Task details:
Find every line below where the string "INFINITY" shows up, and copy those lines.
***** Extracted information
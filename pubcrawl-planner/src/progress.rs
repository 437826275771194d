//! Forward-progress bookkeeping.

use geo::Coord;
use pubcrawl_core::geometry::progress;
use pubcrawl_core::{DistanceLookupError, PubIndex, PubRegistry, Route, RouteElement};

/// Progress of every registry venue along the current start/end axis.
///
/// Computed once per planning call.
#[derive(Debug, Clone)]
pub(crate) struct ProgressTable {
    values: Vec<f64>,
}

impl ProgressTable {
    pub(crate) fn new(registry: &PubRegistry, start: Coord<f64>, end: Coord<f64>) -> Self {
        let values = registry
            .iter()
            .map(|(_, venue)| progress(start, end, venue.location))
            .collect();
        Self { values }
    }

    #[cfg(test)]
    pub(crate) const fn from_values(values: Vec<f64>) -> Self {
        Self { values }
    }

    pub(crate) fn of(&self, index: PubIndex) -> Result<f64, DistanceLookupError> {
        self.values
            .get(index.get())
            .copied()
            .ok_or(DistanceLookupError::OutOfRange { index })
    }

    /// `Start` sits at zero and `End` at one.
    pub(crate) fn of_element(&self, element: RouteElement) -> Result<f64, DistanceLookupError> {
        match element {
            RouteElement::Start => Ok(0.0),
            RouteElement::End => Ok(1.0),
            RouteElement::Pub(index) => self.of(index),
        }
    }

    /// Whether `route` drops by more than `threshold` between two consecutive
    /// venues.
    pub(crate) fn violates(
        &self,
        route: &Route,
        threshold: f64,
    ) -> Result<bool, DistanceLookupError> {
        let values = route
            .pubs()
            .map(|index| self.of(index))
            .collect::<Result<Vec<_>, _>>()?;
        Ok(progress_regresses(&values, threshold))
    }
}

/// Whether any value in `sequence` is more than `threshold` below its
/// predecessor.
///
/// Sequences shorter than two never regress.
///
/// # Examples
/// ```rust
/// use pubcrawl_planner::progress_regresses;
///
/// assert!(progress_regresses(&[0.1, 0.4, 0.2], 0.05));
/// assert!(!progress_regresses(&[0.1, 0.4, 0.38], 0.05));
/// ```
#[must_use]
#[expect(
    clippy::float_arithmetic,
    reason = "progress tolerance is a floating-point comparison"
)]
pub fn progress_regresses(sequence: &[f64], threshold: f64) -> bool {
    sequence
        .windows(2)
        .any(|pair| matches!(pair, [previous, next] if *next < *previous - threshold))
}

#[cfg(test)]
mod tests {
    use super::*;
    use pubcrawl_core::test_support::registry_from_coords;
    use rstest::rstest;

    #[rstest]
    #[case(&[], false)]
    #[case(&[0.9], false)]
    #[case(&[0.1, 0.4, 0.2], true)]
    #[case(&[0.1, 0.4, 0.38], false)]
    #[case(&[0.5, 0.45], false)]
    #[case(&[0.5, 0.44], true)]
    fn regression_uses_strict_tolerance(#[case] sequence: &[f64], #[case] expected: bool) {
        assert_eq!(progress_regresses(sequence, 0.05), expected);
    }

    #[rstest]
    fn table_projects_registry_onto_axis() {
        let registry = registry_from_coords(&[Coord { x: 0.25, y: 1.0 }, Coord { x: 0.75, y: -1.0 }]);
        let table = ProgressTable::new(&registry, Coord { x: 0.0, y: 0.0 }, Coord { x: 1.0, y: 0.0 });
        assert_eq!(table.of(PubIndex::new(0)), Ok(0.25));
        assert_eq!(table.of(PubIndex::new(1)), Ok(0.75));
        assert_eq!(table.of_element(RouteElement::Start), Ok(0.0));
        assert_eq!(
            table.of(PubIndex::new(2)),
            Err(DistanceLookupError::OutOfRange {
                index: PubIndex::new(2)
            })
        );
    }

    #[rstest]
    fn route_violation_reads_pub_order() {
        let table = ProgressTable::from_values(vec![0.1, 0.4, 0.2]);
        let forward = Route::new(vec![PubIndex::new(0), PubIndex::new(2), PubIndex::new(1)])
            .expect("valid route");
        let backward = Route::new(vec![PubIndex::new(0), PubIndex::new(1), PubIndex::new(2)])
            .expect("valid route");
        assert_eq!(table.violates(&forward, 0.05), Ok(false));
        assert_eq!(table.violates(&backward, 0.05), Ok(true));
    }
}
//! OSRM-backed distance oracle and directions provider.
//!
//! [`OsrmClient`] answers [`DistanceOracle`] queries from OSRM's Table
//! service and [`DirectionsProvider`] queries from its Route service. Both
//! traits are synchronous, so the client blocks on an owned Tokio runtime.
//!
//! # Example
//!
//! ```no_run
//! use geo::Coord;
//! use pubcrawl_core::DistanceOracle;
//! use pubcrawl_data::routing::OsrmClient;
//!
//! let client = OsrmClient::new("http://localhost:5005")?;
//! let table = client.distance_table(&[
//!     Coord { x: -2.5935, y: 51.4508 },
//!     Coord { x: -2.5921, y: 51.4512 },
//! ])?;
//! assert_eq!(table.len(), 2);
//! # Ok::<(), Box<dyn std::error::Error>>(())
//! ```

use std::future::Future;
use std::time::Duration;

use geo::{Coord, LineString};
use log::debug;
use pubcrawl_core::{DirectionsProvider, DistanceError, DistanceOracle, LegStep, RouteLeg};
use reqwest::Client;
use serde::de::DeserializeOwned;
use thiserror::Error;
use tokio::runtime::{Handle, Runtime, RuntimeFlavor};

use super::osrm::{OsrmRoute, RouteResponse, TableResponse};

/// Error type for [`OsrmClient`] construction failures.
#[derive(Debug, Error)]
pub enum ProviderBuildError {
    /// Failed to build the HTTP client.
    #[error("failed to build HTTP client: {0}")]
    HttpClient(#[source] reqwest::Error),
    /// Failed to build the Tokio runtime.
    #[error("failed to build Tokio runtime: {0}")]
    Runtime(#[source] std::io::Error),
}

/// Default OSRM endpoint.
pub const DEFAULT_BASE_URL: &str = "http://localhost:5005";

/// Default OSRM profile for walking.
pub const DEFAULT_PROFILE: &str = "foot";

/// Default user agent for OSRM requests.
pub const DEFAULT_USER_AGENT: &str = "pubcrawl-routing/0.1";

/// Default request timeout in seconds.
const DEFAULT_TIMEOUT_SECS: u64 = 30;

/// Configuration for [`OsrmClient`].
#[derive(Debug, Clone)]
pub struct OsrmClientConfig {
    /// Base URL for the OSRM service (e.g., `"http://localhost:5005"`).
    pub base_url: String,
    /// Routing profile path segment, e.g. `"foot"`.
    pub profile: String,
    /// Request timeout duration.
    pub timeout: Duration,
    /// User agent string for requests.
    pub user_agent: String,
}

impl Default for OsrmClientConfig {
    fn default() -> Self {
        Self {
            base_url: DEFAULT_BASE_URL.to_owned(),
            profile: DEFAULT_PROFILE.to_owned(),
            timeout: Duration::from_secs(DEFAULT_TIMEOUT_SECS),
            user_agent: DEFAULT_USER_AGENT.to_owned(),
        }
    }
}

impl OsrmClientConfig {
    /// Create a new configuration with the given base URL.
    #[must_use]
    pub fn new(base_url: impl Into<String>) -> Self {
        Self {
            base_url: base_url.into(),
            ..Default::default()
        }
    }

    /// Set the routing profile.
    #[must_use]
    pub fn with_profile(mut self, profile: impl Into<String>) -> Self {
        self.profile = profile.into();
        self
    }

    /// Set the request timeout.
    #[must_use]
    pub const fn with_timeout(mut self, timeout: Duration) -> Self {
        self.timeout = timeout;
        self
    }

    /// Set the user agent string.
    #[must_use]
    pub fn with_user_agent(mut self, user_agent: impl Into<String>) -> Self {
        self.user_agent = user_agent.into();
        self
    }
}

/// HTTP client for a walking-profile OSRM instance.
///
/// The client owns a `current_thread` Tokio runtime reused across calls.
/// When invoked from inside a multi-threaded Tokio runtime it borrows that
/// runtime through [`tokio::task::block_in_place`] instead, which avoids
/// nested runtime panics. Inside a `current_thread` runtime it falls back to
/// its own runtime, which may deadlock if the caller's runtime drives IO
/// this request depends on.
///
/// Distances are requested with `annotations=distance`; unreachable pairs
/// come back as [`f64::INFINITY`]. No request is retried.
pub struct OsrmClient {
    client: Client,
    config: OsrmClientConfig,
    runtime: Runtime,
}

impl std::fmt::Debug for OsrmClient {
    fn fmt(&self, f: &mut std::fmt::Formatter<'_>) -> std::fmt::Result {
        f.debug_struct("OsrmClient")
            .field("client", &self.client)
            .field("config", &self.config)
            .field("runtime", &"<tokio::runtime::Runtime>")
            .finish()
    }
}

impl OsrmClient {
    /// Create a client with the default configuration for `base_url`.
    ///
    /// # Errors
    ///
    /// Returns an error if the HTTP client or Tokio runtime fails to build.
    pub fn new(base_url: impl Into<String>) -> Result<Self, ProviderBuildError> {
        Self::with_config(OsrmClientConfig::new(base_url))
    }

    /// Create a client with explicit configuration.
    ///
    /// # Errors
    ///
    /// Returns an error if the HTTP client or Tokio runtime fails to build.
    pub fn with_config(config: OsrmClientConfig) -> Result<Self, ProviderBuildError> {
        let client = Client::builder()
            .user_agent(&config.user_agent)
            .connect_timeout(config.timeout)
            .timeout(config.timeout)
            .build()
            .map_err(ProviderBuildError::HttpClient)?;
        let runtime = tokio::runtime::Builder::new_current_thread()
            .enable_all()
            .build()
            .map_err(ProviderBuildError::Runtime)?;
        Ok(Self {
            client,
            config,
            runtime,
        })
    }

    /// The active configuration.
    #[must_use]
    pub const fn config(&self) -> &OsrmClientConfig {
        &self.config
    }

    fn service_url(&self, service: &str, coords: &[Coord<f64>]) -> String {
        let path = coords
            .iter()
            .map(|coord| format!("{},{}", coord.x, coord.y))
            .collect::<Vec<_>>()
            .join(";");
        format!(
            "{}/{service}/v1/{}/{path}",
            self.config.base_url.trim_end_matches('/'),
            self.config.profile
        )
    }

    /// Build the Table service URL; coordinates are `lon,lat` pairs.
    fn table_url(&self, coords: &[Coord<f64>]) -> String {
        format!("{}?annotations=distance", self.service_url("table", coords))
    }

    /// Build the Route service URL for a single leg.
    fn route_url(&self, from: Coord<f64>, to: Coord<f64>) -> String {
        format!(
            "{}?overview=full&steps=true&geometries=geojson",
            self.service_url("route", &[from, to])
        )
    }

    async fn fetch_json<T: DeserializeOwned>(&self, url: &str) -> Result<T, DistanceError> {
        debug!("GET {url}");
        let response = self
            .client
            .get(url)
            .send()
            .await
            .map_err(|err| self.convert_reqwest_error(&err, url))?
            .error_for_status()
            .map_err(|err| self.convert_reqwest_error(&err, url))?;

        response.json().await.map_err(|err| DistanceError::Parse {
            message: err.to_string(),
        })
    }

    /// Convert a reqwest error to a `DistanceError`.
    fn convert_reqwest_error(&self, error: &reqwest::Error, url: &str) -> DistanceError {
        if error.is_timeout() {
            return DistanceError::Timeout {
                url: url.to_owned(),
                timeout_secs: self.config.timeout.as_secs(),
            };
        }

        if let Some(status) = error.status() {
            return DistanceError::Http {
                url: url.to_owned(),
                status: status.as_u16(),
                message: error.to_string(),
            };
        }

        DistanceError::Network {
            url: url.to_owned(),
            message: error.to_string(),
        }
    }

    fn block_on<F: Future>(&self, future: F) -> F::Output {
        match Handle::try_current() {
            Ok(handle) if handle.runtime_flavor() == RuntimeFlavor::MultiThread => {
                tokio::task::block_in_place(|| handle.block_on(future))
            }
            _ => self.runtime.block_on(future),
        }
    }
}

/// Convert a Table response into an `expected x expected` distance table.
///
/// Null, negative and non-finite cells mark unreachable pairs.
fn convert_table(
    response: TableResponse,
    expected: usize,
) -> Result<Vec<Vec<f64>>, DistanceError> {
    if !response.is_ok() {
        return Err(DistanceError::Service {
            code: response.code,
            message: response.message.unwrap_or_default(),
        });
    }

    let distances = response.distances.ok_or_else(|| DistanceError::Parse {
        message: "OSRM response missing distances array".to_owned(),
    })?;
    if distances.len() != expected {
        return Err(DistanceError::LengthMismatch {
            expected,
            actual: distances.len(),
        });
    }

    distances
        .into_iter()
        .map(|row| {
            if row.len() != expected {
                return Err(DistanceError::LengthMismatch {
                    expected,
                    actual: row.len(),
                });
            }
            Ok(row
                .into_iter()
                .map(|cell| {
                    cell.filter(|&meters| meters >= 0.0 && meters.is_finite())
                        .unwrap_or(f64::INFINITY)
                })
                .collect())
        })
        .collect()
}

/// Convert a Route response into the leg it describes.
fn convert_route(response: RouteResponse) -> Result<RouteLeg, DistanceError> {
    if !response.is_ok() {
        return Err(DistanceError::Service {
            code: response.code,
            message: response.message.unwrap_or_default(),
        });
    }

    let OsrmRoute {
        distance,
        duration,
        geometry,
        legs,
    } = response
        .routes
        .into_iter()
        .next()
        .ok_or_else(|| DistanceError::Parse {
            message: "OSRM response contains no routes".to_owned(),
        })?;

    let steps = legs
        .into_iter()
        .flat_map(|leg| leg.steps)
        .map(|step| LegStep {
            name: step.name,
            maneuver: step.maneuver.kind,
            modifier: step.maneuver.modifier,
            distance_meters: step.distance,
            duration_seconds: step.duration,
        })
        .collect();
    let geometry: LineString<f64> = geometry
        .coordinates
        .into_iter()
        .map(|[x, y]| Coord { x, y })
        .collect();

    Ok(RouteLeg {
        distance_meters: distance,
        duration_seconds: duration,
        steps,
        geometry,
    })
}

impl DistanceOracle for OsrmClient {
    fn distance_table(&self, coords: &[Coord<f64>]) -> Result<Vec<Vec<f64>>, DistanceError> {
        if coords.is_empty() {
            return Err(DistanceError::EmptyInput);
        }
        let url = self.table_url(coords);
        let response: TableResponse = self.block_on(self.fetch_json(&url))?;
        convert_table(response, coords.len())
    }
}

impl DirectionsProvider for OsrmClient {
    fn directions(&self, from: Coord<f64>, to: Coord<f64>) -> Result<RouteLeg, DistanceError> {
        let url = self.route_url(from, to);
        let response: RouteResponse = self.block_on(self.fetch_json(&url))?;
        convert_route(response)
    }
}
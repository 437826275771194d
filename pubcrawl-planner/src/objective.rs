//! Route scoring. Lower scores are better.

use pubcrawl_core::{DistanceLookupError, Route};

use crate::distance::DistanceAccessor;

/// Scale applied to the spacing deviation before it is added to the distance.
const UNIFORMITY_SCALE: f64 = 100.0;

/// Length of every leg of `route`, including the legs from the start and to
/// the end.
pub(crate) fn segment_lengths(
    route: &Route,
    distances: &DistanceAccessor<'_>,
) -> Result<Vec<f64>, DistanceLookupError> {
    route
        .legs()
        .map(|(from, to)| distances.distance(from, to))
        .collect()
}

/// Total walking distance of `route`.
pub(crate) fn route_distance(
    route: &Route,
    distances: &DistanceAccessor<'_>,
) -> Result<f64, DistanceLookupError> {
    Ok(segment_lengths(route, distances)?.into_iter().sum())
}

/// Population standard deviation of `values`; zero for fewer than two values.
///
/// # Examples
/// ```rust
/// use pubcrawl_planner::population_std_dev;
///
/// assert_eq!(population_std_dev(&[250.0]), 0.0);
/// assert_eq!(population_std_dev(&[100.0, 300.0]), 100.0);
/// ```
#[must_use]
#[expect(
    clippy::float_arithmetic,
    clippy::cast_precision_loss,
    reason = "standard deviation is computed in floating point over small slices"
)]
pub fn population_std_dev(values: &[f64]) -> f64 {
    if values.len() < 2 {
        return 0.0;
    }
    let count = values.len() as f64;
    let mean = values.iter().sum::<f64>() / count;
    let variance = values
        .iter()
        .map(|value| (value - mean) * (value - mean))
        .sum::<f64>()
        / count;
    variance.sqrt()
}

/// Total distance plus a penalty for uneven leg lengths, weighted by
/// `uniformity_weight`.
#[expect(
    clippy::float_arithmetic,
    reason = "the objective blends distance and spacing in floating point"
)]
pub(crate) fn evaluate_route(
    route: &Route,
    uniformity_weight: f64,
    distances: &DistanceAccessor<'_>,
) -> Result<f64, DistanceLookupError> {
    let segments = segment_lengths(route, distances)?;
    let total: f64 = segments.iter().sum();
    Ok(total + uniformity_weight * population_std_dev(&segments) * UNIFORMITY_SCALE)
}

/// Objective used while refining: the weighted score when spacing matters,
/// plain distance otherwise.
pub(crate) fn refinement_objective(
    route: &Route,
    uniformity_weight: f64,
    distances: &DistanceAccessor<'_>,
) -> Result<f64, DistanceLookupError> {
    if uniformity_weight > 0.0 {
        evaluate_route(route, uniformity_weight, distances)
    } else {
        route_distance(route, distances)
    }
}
**********
Output below:
/// come back as [`f64::INFINITY`]. No request is retried.
                        .unwrap_or(f64::INFINITY)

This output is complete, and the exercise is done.